There are 195 NTAs in the city – more manageable then the 2,168 census tracts (small areas with an ideal size of 4,000 people) and more precise than the 55 PUMAs (large areas with an ideal size of 100,000 people). It looks like the department may be trying to re-align and standardize how they’re going to report the new 2010 Census data with how they’ll be reporting the annually updated American Community Survey (the Census Bureau will probably report next year’s ACS using updated 2010 Census boundaries). The city provides cross-tabs that you can use if you wanted to aggregate tract-level data to NTAs on your own, and helpful maps that show you where the NTAs are.
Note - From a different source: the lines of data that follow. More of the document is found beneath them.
//! HTML tree for modeling the injected script.
//!
//! Documents are parsed with html5ever, so the tree matches what a browser
//! builds from the same markup (implied end tags, foster parenting, the
//! implicit `html`/`head`/`body` wrappers). The result is flattened into an
//! arena that answers the queries the navigation script makes
//! (`getElementById`, `closest`, `textContent`, attribute and class checks).

use html5ever::parse_document;
use html5ever::tendril::TendrilSink;
use markup5ever_rcdom::{Handle, NodeData as DomData, RcDom};

pub type NodeId = usize;

#[derive(Debug, Clone, PartialEq, Eq)]
pub struct Element {
    pub tag: String,
    pub attrs: Vec<(String, String)>,
}

impl Element {
    pub fn attr(&self, name: &str) -> Option<&str> {
        self.attrs
            .iter()
            .find(|(key, _)| key == name)
            .map(|(_, value)| value.as_str())
    }

    pub fn id(&self) -> Option<&str> {
        self.attr("id")
    }

    /// `.class` selector semantics: whole whitespace-separated token.
    pub fn has_class(&self, class: &str) -> bool {
        self.attr("class")
            .is_some_and(|classes| classes.split_ascii_whitespace().any(|c| c == class))
    }

    pub fn is_heading(&self) -> bool {
        matches!(self.tag.as_str(), "h1" | "h2" | "h3")
    }
}

#[derive(Debug, Clone)]
pub enum NodeData {
    Document,
    Element(Element),
    Text(String),
}

#[derive(Debug, Clone)]
pub struct Node {
    pub data: NodeData,
    pub parent: Option<NodeId>,
    pub children: Vec<NodeId>,
}

/// Parsed document. Nodes are stored in creation order, which is document
/// (pre-)order.
#[derive(Debug, Clone)]
pub struct Document {
    nodes: Vec<Node>,
}

impl Document {
    pub const ROOT: NodeId = 0;

    /// Parse like a browser would. Never fails; comments and doctypes are
    /// dropped.
    pub fn parse(html: &str) -> Self {
        let dom = parse_document(RcDom::default(), Default::default()).one(html);

        let mut doc = Document {
            nodes: vec![Node {
                data: NodeData::Document,
                parent: None,
                children: Vec::new(),
            }],
        };

        // Explicit stack keeps deeply nested pages off the call stack.
        let mut pending: Vec<(NodeId, Handle)> = dom
            .document
            .children
            .borrow()
            .iter()
            .rev()
            .map(|child| (Document::ROOT, child.clone()))
            .collect();

        while let Some((parent, handle)) = pending.pop() {
            match &handle.data {
                DomData::Element { name, attrs, .. } => {
                    let element = Element {
                        tag: String::from(&*name.local),
                        attrs: attrs
                            .borrow()
                            .iter()
                            .map(|attr| (attr.name.local.to_string(), String::from(&*attr.value)))
                            .collect(),
                    };
                    let id = doc.append(parent, NodeData::Element(element));
                    pending.extend(handle.children.borrow().iter().rev().map(|child| (id, child.clone())));
                }
                DomData::Text { contents } => doc.append_text(parent, &contents.borrow()),
                _ => {}
            }
        }

        doc
    }

    pub fn len(&self) -> usize {
        self.nodes.len()
    }

    pub fn is_empty(&self) -> bool {
        self.nodes.len() <= 1
    }

    pub fn node(&self, id: NodeId) -> Option<&Node> {
        self.nodes.get(id)
    }

    pub fn element(&self, id: NodeId) -> Option<&Element> {
        match self.nodes.get(id).map(|n| &n.data) {
            Some(NodeData::Element(el)) => Some(el),
            _ => None,
        }
    }

    pub fn parent(&self, id: NodeId) -> Option<NodeId> {
        self.nodes.get(id).and_then(|n| n.parent)
    }

    pub fn children(&self, id: NodeId) -> &[NodeId] {
        self.nodes.get(id).map(|n| n.children.as_slice()).unwrap_or(&[])
    }

    /// All elements in document order.
    pub fn elements(&self) -> impl Iterator<Item = (NodeId, &Element)> + '_ {
        self.nodes.iter().enumerate().filter_map(|(id, node)| match &node.data {
            NodeData::Element(el) => Some((id, el)),
            _ => None,
        })
    }

    /// Descendants of `id` in document order, excluding `id` itself.
    pub fn descendants(&self, id: NodeId) -> Vec<NodeId> {
        let mut out = Vec::new();
        let mut stack: Vec<NodeId> = self.children(id).iter().rev().copied().collect();
        while let Some(next) = stack.pop() {
            out.push(next);
            stack.extend(self.children(next).iter().rev().copied());
        }
        out
    }

    pub fn find_element(&self, pred: impl Fn(&Element) -> bool) -> Option<NodeId> {
        self.elements().find(|(_, el)| pred(el)).map(|(id, _)| id)
    }

    pub fn first_by_tag(&self, tag: &str) -> Option<NodeId> {
        self.find_element(|el| el.tag == tag)
    }

    /// `getElementById` semantics: case-sensitive, and the empty id never matches.
    pub fn element_by_id(&self, id: &str) -> Option<NodeId> {
        if id.is_empty() {
            return None;
        }
        self.find_element(|el| el.id() == Some(id))
    }

    /// Nearest inclusive ancestor with the given tag name.
    pub fn closest(&self, from: NodeId, tag: &str) -> Option<NodeId> {
        let mut current = Some(from);
        while let Some(id) = current {
            if self.element(id).is_some_and(|el| el.tag == tag) {
                return Some(id);
            }
            current = self.parent(id);
        }
        None
    }

    pub fn text_content(&self, id: NodeId) -> String {
        let mut text = String::new();
        if let Some(NodeData::Text(t)) = self.nodes.get(id).map(|n| &n.data) {
            text.push_str(t);
        }
        for desc in self.descendants(id) {
            if let Some(NodeData::Text(t)) = self.nodes.get(desc).map(|n| &n.data) {
                text.push_str(t);
            }
        }
        text
    }

    fn append(&mut self, parent: NodeId, data: NodeData) -> NodeId {
        let id = self.nodes.len();
        self.nodes.push(Node {
            data,
            parent: Some(parent),
            children: Vec::new(),
        });
        self.nodes[parent].children.push(id);
        id
    }

    fn append_text(&mut self, parent: NodeId, text: &str) {
        if text.is_empty() {
            return;
        }
        if let Some(&last) = self.nodes[parent].children.last() {
            if let NodeData::Text(existing) = &mut self.nodes[last].data {
                existing.push_str(text);
                return;
            }
        }
        self.append(parent, NodeData::Text(text.to_string()));
    }
}
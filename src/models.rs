//! Data models for the studio application.
//!
//! Session identity, editor history, and the request/response shapes spoken
//! with the identity and project backends.

use chrono::{DateTime, Utc};
use serde::{Deserialize, Serialize};

// ============================================================================
// Session Types
// ============================================================================

#[derive(Debug, Clone, Serialize, Deserialize, PartialEq)]
#[serde(rename_all = "camelCase")]
pub struct UserRecord {
    pub id: String,
    pub name: String,
    #[serde(default)]
    pub fullname: String,
    #[serde(default)]
    pub avatar_url: Option<String>,
    #[serde(default)]
    pub is_pro: bool,
    /// Set when the backend runs without a real identity provider.
    #[serde(default)]
    pub is_local_use: bool,
}

/// Who is looking at the page. Derived once per page load.
#[derive(Debug, Clone, Default, Serialize, Deserialize, PartialEq)]
pub struct SessionIdentity {
    pub user: Option<UserRecord>,
    #[serde(rename = "errCode")]
    pub err_code: Option<u16>,
}

impl SessionIdentity {
    pub fn anonymous() -> Self {
        Self::default()
    }

    pub fn authenticated(user: UserRecord) -> Self {
        Self {
            user: Some(user),
            err_code: None,
        }
    }

    pub fn failed(err_code: Option<u16>) -> Self {
        Self {
            user: None,
            err_code,
        }
    }

    /// Deploy and import are offered only to users with a backend id.
    pub fn is_signed_in(&self) -> bool {
        self.user.as_ref().is_some_and(|u| !u.id.is_empty())
    }
}

// ============================================================================
// Editor Types
// ============================================================================

#[derive(Debug, Clone, Copy, Default, Serialize, Deserialize, PartialEq, Eq)]
#[serde(rename_all = "lowercase")]
pub enum Device {
    #[default]
    Desktop,
    Mobile,
}

impl Device {
    pub const ALL: [Device; 2] = [Device::Desktop, Device::Mobile];

    pub fn name(&self) -> &'static str {
        match self {
            Device::Desktop => "desktop",
            Device::Mobile => "mobile",
        }
    }
}

#[derive(Debug, Clone, Serialize, Deserialize, PartialEq)]
#[serde(rename_all = "camelCase")]
pub struct HtmlHistory {
    pub html: String,
    pub created_at: DateTime<Utc>,
    pub prompt: String,
}

// ============================================================================
// Project API Shapes
// ============================================================================

#[derive(Debug, Clone, Default, Serialize, Deserialize, PartialEq)]
pub struct Project {
    #[serde(default)]
    pub title: String,
    /// `username/namespace`
    #[serde(default)]
    pub path: String,
    #[serde(default)]
    pub html: String,
    #[serde(default)]
    pub prompts: Vec<String>,
}

/// Body of `POST /me/projects`.
#[derive(Debug, Clone, Serialize, Deserialize, PartialEq)]
pub struct CreateProjectRequest {
    pub title: String,
    pub html: String,
    pub prompts: Vec<String>,
}

#[derive(Debug, Clone, Serialize, Deserialize, PartialEq)]
pub struct CreateProjectResponse {
    pub ok: bool,
    #[serde(default)]
    pub path: String,
    #[serde(default)]
    pub error: Option<String>,
}

/// Success body of `POST /me/projects/:username/:namespace`.
#[derive(Debug, Clone, Serialize, Deserialize, PartialEq)]
pub struct ImportProjectResponse {
    pub project: Project,
}

/// Error body returned by the project endpoints.
#[derive(Debug, Clone, Serialize, Deserialize, PartialEq)]
pub struct ApiErrorBody {
    pub error: String,
    #[serde(default)]
    pub redirect: Option<String>,
}

#[cfg(test)]
mod tests {
    use super::*;

    #[test]
    fn test_user_record_from_backend_json() {
        let user: UserRecord = serde_json::from_str(
            r#"{"id":"u1","name":"alice","fullname":"Alice A","avatarUrl":"https://x/a.png","isPro":true}"#,
        )
        .unwrap();
        assert_eq!(user.name, "alice");
        assert!(user.is_pro);
        assert!(!user.is_local_use);
        assert_eq!(user.avatar_url.as_deref(), Some("https://x/a.png"));
    }

    #[test]
    fn test_session_identity_wire_shape() {
        let json = serde_json::to_value(SessionIdentity::failed(Some(401))).unwrap();
        assert_eq!(json, serde_json::json!({"user": null, "errCode": 401}));
    }

    #[test]
    fn test_signed_in_requires_id() {
        let mut user = UserRecord {
            id: String::new(),
            name: "n".into(),
            fullname: String::new(),
            avatar_url: None,
            is_pro: false,
            is_local_use: true,
        };
        assert!(!SessionIdentity::authenticated(user.clone()).is_signed_in());
        user.id = "42".into();
        assert!(SessionIdentity::authenticated(user).is_signed_in());
        assert!(!SessionIdentity::anonymous().is_signed_in());
    }

    #[test]
    fn test_error_body_redirect_is_optional() {
        let body: ApiErrorBody = serde_json::from_str(r#"{"error":"nope"}"#).unwrap();
        assert_eq!(body.redirect, None);
    }
}
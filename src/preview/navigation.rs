//! Navigation-handler injection.
//!
//! Generated pages link to sections, pages that don't exist, and external
//! sites. Inside the preview iframe any real navigation either breaks the
//! preview or loops the builder into itself, so every page gets a delegated
//! click handler that turns links into in-page scrolling or explicit no-ops.

use super::insert_before_closing;

/// Attribute carried by the injected script tag.
pub const NAVIGATION_MARKER: &str = "data-studio-navigation";

/// The injected script. Rule order and section lookup mirror
/// `intent::classify` and `click::find_section`.
pub const NAVIGATION_SCRIPT: &str = r#"
    <script data-studio-navigation>
      document.addEventListener('DOMContentLoaded', function() {
        var INTERNAL_PAGES = ['features', 'pricing', 'about', 'contact', 'services', 'portfolio', 'team', 'blog'];

        function scrollToElement(el) {
          el.scrollIntoView({ behavior: 'smooth', block: 'start' });
        }

        function decodeFragment(fragment) {
          try {
            return decodeURIComponent(fragment);
          } catch (err) {
            return fragment;
          }
        }

        function firstMatching(selector, test) {
          var nodes = document.querySelectorAll(selector);
          for (var i = 0; i < nodes.length; i++) {
            if (test(nodes[i])) return nodes[i];
          }
          return null;
        }

        function findSection(key) {
          if (!key) return null;
          return document.getElementById(key) ||
            firstMatching('[data-section]', function(el) { return el.getAttribute('data-section') === key; }) ||
            firstMatching('section[id]', function(el) { return el.id.indexOf(key) !== -1; }) ||
            firstMatching('div[id]', function(el) { return el.id.indexOf(key) !== -1; }) ||
            firstMatching('section, [class*="section"], .container, main > *', function(el) {
              var headings = el.querySelectorAll('h1, h2, h3');
              for (var i = 0; i < headings.length; i++) {
                if (headings[i].textContent.toLowerCase().indexOf(key) !== -1) return true;
              }
              return false;
            });
        }

        document.addEventListener('click', function(e) {
          var link = e.target && e.target.closest ? e.target.closest('a') : null;
          if (!link) return;

          var href = link.getAttribute('href');
          if (!href) return;

          if (href.startsWith('#')) {
            e.preventDefault();
            var anchorTarget = document.getElementById(decodeFragment(href.slice(1)));
            if (anchorTarget) scrollToElement(anchorTarget);
            return;
          }

          var cleanHref = href.replace(/^\/+/, '').toLowerCase();
          if (INTERNAL_PAGES.indexOf(cleanHref) !== -1 || href.startsWith('/')) {
            e.preventDefault();
            var section = findSection(cleanHref);
            if (section) {
              scrollToElement(section);
            } else {
              window.scrollTo({ top: 0, behavior: 'smooth' });
            }
            return;
          }

          if (href.indexOf('http') !== -1 || href.indexOf('www.') !== -1) {
            e.preventDefault();
            alert('External link clicked: ' + href + '\n\nNote: External links are disabled in this preview.');
            return;
          }

          if (href.startsWith('mailto:') || href.startsWith('tel:')) {
            return;
          }

          e.preventDefault();
        });
      });
    </script>
  "#;

/// Inject the navigation script before the closing body tag, falling back to
/// the closing html tag and then to the end of the document.
///
/// Documents that already carry the exact injected block are returned
/// unchanged. The marker attribute alone proves nothing: page authors can
/// write it too.
pub fn inject_navigation_handler(html: &str) -> String {
    if html.contains(NAVIGATION_SCRIPT) {
        return html.to_string();
    }
    insert_before_closing(html, NAVIGATION_SCRIPT)
}

#[cfg(test)]
mod tests {
    use super::*;
    use crate::preview::intent::{HREF_CASES, INTERNAL_PAGES};

    fn script_count(html: &str) -> usize {
        html.to_ascii_lowercase().matches("<script").count()
    }

    #[test]
    fn test_script_inserted_before_body_close() {
        let html = "<!DOCTYPE html><html><body><h1>Hi</h1></body></html>";
        let out = inject_navigation_handler(html);
        let at = html.find("</body>").unwrap();
        let expected = format!("{}{}\n{}", &html[..at], NAVIGATION_SCRIPT, &html[at..]);
        assert_eq!(out, expected);
    }

    #[test]
    fn test_uppercase_body_tag_is_an_anchor() {
        let out = inject_navigation_handler("<BODY>x</BODY>");
        assert!(out.ends_with("\n</BODY>"));
        assert!(out.starts_with("<BODY>x"));
    }

    #[test]
    fn test_falls_back_to_html_close() {
        let html = "<html><h1>No body</h1></html>";
        let out = inject_navigation_handler(html);
        assert!(out.starts_with("<html><h1>No body</h1>"));
        assert!(out.ends_with("\n</html>"));
        assert_eq!(script_count(&out), script_count(html) + 1);
    }

    #[test]
    fn test_fragment_without_anchor_gets_script_appended() {
        let html = "<div><script>var x = 1;</script>partial";
        let out = inject_navigation_handler(html);
        assert!(out.starts_with(html));
        assert_eq!(&out[html.len()..], NAVIGATION_SCRIPT);
        assert_eq!(script_count(&out), script_count(html) + 1);
    }

    #[test]
    fn test_empty_input() {
        assert_eq!(inject_navigation_handler(""), NAVIGATION_SCRIPT);
    }

    #[test]
    fn test_rewriting_twice_is_a_no_op() {
        let once = inject_navigation_handler("<html><body><a href=\"#a\">a</a></body></html>");
        let twice = inject_navigation_handler(&once);
        assert_eq!(once, twice);
        assert_eq!(script_count(&twice), 1);
    }

    #[test]
    fn test_author_marker_does_not_suppress_injection() {
        let html = r#"<html><body><a href="https://evil.example" data-studio-navigation>go</a></body></html>"#;
        let out = inject_navigation_handler(html);
        assert_ne!(out, html);
        assert_eq!(script_count(&out), 1);
        let at = html.find("</body>").unwrap();
        assert_eq!(out, format!("{}{}\n{}", &html[..at], NAVIGATION_SCRIPT, &html[at..]));

        let text_only = "<body><p>data-studio-navigation</p></body>";
        assert!(inject_navigation_handler(text_only).contains(NAVIGATION_SCRIPT));
    }

    #[test]
    fn test_script_has_no_closing_anchor_tags() {
        let lower = NAVIGATION_SCRIPT.to_ascii_lowercase();
        assert!(!lower.contains("</body>"));
        assert!(!lower.contains("</html>"));
        assert_eq!(script_count(NAVIGATION_SCRIPT), 1);
    }

    #[test]
    fn test_script_keyword_list_matches_classifier() {
        for keyword in INTERNAL_PAGES {
            assert!(NAVIGATION_SCRIPT.contains(&format!("'{}'", keyword)));
        }
        assert!(NAVIGATION_SCRIPT.contains(NAVIGATION_MARKER));
    }

    fn position(snippet: &str) -> usize {
        NAVIGATION_SCRIPT
            .find(snippet)
            .unwrap_or_else(|| panic!("script lacks {}", snippet))
    }

    #[test]
    fn test_script_branches_follow_classifier_order() {
        let branch = |kind: &str| match kind {
            "hash" => "href.startsWith('#')",
            "internal_page" => "INTERNAL_PAGES.indexOf(cleanHref)",
            "external" => "href.indexOf('http')",
            "communication" => "href.startsWith('mailto:')",
            "unknown" => "e.preventDefault();\n        });",
            other => panic!("unknown kind {}", other),
        };
        let mut last = 0;
        for (href, kind) in HREF_CASES {
            let at = position(branch(*kind));
            assert!(at >= last, "{} ({}) is checked out of order", href, kind);
            last = at;
        }
    }

    #[test]
    fn test_script_section_lookup_order() {
        let steps = [
            "document.getElementById(key)",
            "'[data-section]'",
            "'section[id]'",
            "'div[id]'",
            "'section, [class*=\"section\"], .container, main > *'",
            "window.scrollTo({ top: 0",
        ];
        for pair in steps.windows(2) {
            assert!(position(pair[0]) < position(pair[1]), "{} before {}", pair[0], pair[1]);
        }
    }

    #[test]
    fn test_single_delegated_listener() {
        assert_eq!(NAVIGATION_SCRIPT.matches("addEventListener('click'").count(), 1);
        assert!(!NAVIGATION_SCRIPT.contains("a[href^=\"#\"]"));
    }
}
All of these geographies nest within each other: census tracts -> NTAs -> PUMAs -> Boroughs -> City. The city hasn’t said whether or how they’ll report data for the Community Districts; it seems likely that they will, since the CDs were established by city law. The 59 CDs were also constructed by aggregating census tracts and they are similar in size to PUMAs, but they don’t align well with the PUMA boundaries.

It’s likely that the city will release more tables and maps once the complete 2010 census data for Summary File 1 is released this summer.